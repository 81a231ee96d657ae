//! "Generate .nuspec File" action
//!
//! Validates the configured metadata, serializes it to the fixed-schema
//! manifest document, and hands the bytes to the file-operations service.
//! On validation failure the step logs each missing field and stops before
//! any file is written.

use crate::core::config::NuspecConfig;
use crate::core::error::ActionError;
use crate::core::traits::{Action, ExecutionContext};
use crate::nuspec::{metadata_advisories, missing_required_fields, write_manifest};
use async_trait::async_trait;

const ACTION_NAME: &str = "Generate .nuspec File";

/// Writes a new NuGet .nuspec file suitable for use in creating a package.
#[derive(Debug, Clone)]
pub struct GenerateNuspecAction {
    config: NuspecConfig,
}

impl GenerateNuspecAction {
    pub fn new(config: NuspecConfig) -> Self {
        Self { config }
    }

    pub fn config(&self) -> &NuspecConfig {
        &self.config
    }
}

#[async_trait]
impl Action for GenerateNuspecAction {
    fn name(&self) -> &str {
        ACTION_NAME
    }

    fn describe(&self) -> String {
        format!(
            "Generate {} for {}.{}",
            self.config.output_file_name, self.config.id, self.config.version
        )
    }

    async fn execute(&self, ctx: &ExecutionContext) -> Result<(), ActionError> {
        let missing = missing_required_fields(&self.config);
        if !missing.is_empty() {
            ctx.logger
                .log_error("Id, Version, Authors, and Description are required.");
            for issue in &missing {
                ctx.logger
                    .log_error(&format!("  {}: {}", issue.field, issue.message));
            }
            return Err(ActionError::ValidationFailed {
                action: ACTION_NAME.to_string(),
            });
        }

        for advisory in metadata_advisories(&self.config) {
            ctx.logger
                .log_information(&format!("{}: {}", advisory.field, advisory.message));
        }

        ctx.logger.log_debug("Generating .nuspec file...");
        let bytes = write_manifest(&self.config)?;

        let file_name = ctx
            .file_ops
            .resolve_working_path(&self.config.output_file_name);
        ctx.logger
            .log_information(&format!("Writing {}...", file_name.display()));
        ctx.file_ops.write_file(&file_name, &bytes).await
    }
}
···
#### ASSIGNMENT:
Your task is to reproduce the entries exactly, starting at the first line and ending with the line containing "the file-operations service.".

#### ANSWER TO THE PROBLEM:
repository 81a231ee96d657ae
//! "Generate .nuspec File" action
//!
//! Validates the configured metadata, serializes it to the fixed-schema
//! manifest document, and hands the bytes to the file-operations service.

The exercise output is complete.